> **TRY IT**
List every line in this data where the string "None" occurs.

BEGIN

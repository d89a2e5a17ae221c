use super::defaults::DefaultsConfig;
use super::file::FileConfig;
use super::models::DownsampleSettings;
use crate::cli::{ConfigArgs, SamplingArgs};
use crate::error::{CliError, Result};
use nbprep::engine::config::{DownsampleConfigBuilder, check_probability};
use std::path::{Path, PathBuf};
use std::str::FromStr;

/// Resolves downsampling settings. Precedence: `--set` values, then flags, then the config
/// file, then built-in defaults.
pub fn build_downsample_settings(
    config: &ConfigArgs,
    sampling: &SamplingArgs,
) -> Result<DownsampleSettings> {
    let defaults = DefaultsConfig::default();

    let mut file_config = FileConfig::load_optional(config.config.as_deref())?;
    let mut overrides = apply_set_values(FileConfig::default(), &config.set_values)?;

    let file = file_config.downsampling.take().unwrap_or_default();
    let set = overrides.downsampling.take().unwrap_or_default();

    let capacity = set
        .capacity
        .or(sampling.capacity)
        .or(file.capacity)
        .unwrap_or(defaults.capacity);
    let max_sites = set
        .max_sites
        .or(file.max_sites)
        .unwrap_or(defaults.max_sites);
    let backbone_atoms = set
        .backbone_atoms
        .or(file.backbone_atoms)
        .unwrap_or(defaults.backbone_atoms);
    let removal_probability = set
        .removal_probability
        .or(sampling.removal_probability)
        .or(file.removal_probability)
        .unwrap_or(defaults.removal_probability);
    let seed = set
        .seed
        .or(sampling.seed)
        .or(file.seed)
        .unwrap_or(defaults.seed);

    let removal_probability =
        check_probability(removal_probability).map_err(|e| CliError::Config(e.to_string()))?;
    let core_config = DownsampleConfigBuilder::new()
        .capacity(capacity)
        .max_sites(max_sites)
        .backbone_atoms(backbone_atoms)
        .build()
        .map_err(|e| CliError::Config(e.to_string()))?;

    Ok(DownsampleSettings {
        core_config,
        removal_probability,
        seed,
    })
}

/// Resolves the reconstruction parameter table path, if one was given anywhere.
pub fn resolve_params_path(config: &ConfigArgs, cli_params: Option<&Path>) -> Result<Option<PathBuf>> {
    let file_config = FileConfig::load_optional(config.config.as_deref())?;
    let overrides = apply_set_values(FileConfig::default(), &config.set_values)?;

    let path = overrides
        .reconstruction
        .and_then(|r| r.params_path)
        .or_else(|| cli_params.map(Path::to_path_buf))
        .or_else(|| file_config.reconstruction.and_then(|r| r.params_path));

    if let Some(path) = &path {
        if !path.exists() {
            return Err(CliError::Io(std::io::Error::new(
                std::io::ErrorKind::NotFound,
                format!("Provided path does not exist: {}", path.display()),
            )));
        }
    }
    Ok(path)
}

fn parse_value<T: FromStr>(key: &str, value: &str, kind: &str) -> Result<T> {
    value
        .trim()
        .parse()
        .map_err(|_| CliError::Config(format!("Invalid {} value for {}: {}", kind, key, value)))
}

fn apply_set_values(mut config: FileConfig, set_values: &[String]) -> Result<FileConfig> {
    for kv_pair in set_values {
        let Some((key, value_str)) = kv_pair.split_once('=') else {
            return Err(CliError::Config(format!(
                "Invalid --set format: '{}'. Expected KEY=VALUE.",
                kv_pair
            )));
        };
        let key = key.trim();

        match key {
            "downsampling.capacity" => {
                config
                    .downsampling
                    .get_or_insert_with(Default::default)
                    .capacity = Some(parse_value(key, value_str, "integer")?);
            }
            "downsampling.max-sites" => {
                config
                    .downsampling
                    .get_or_insert_with(Default::default)
                    .max_sites = Some(parse_value(key, value_str, "integer")?);
            }
            "downsampling.removal-probability" => {
                config
                    .downsampling
                    .get_or_insert_with(Default::default)
                    .removal_probability = Some(parse_value(key, value_str, "float")?);
            }
            "downsampling.seed" => {
                config.downsampling.get_or_insert_with(Default::default).seed =
                    Some(parse_value(key, value_str, "integer")?);
            }
            "downsampling.backbone-atoms" => {
                config
                    .downsampling
                    .get_or_insert_with(Default::default)
                    .backbone_atoms = Some(
                    value_str
                        .split(',')
                        .map(|name| name.trim().to_string())
                        .collect(),
                );
            }
            "reconstruction.params-path" => {
                config
                    .reconstruction
                    .get_or_insert_with(Default::default)
                    .params_path = Some(PathBuf::from(value_str.trim()));
            }
            _ => {
                return Err(CliError::Config(format!(
                    "Unsupported configuration key for --set: '{}'",
                    key
                )));
            }
        }
    }
    Ok(config)
}

#[cfg(test)]
mod tests {
    use super::*;
    use crate::cli::{Cli, Commands};
    use clap::Parser;
    use nbprep::core::models::neighborhood::DEFAULT_CAPACITY;
    use once_cell::sync::Lazy;
    use std::fs;
    use tempfile::{TempDir, tempdir};

    static TEST_DIR: Lazy<TempDir> = Lazy::new(|| tempdir().expect("Failed to create temp dir"));

    fn write_config_file(name: &str, content: &str) -> PathBuf {
        let file_path = TEST_DIR.path().join(name);
        fs::write(&file_path, content).unwrap();
        file_path
    }

    fn parse_downsample(extra: &[&str]) -> (ConfigArgs, SamplingArgs) {
        let mut argv = vec!["nbprep", "downsample", "-i", "in.json", "-o", "out.json"];
        argv.extend_from_slice(extra);
        match Cli::try_parse_from(argv).unwrap().command {
            Commands::Downsample(args) => (args.config, args.sampling),
            _ => unreachable!(),
        }
    }

    #[test]
    fn defaults_apply_without_file_or_flags() {
        let settings =
            build_downsample_settings(&ConfigArgs::default(), &SamplingArgs::default()).unwrap();
        assert_eq!(settings.core_config.capacity, DEFAULT_CAPACITY);
        assert_eq!(settings.core_config.backbone_atoms, vec!["N", "CA", "C", "O"]);
        assert_eq!(settings.removal_probability, 0.5);
        assert_eq!(settings.seed, 0);
    }

    #[test]
    fn file_values_are_loaded() {
        let path = write_config_file(
            "file_values.toml",
            r#"
            [downsampling]
            capacity = 300
            max-sites = 50
            backbone-atoms = ["N", "CA", "C"]
            removal-probability = 0.25
            seed = 42
            "#,
        );
        let (config, sampling) = parse_downsample(&["-c", path.to_str().unwrap()]);
        let settings = build_downsample_settings(&config, &sampling).unwrap();

        assert_eq!(settings.core_config.capacity, 300);
        assert_eq!(settings.core_config.max_sites, 50);
        assert_eq!(settings.core_config.backbone_atoms, vec!["N", "CA", "C"]);
        assert_eq!(settings.removal_probability, 0.25);
        assert_eq!(settings.seed, 42);
    }

    #[test]
    fn flags_override_file_and_set_overrides_flags() {
        let path = write_config_file(
            "precedence.toml",
            "[downsampling]\ncapacity = 300\nseed = 42\nremoval-probability = 0.25\n",
        );
        let (config, sampling) = parse_downsample(&[
            "-c",
            path.to_str().unwrap(),
            "--seed",
            "7",
            "--capacity",
            "400",
            "-S",
            "downsampling.capacity=500",
            "downsampling.backbone-atoms=N, CA",
        ]);
        let settings = build_downsample_settings(&config, &sampling).unwrap();

        assert_eq!(settings.seed, 7);
        assert_eq!(settings.core_config.capacity, 500);
        assert_eq!(settings.removal_probability, 0.25);
        assert_eq!(settings.core_config.backbone_atoms, vec!["N", "CA"]);
    }

    #[test]
    fn unknown_keys_are_rejected() {
        let path = write_config_file("unknown.toml", "[downsampling]\nmystery = 1\n");
        let (config, sampling) = parse_downsample(&["-c", path.to_str().unwrap()]);
        assert!(matches!(
            build_downsample_settings(&config, &sampling),
            Err(CliError::FileParsing { .. })
        ));

        let (config, sampling) = parse_downsample(&["-S", "downsampling.mystery=1"]);
        assert!(matches!(
            build_downsample_settings(&config, &sampling),
            Err(CliError::Config(_))
        ));
    }

    #[test]
    fn invalid_values_are_config_errors() {
        for extra in [
            vec!["-p", "1.5"],
            vec!["--capacity", "0"],
            vec!["-S", "downsampling.seed=abc"],
            vec!["-S", "no-equals-sign"],
        ] {
            let (config, sampling) = parse_downsample(&extra);
            assert!(
                matches!(
                    build_downsample_settings(&config, &sampling),
                    Err(CliError::Config(_))
                ),
                "{:?}",
                extra
            );
        }
    }

    #[test]
    fn params_path_precedence_and_existence() {
        let params = write_config_file("params.json", "{}");
        let other = write_config_file("other.json", "{}");
        let path = write_config_file(
            "reconstruction.toml",
            &format!(
                "[reconstruction]\nparams-path = \"{}\"\n",
                other.display()
            ),
        );
        let config = ConfigArgs {
            config: Some(path),
            set_values: vec![],
        };

        assert_eq!(resolve_params_path(&config, None).unwrap(), Some(other.clone()));
        assert_eq!(
            resolve_params_path(&config, Some(&params)).unwrap(),
            Some(params.clone())
        );
        assert_eq!(resolve_params_path(&ConfigArgs::default(), None).unwrap(), None);

        let missing = ConfigArgs {
            config: None,
            set_values: vec!["reconstruction.params-path=/no/such/file.json".to_string()],
        };
        assert!(matches!(
            resolve_params_path(&missing, Some(&params)),
            Err(CliError::Io(_))
        ));
    }
}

END

> **FINAL ANSWER**
        assert_eq!(resolve_params_path(&config, None).unwrap(), Some(other.clone()));
        assert_eq!(resolve_params_path(&ConfigArgs::default(), None).unwrap(), None);
            config: None,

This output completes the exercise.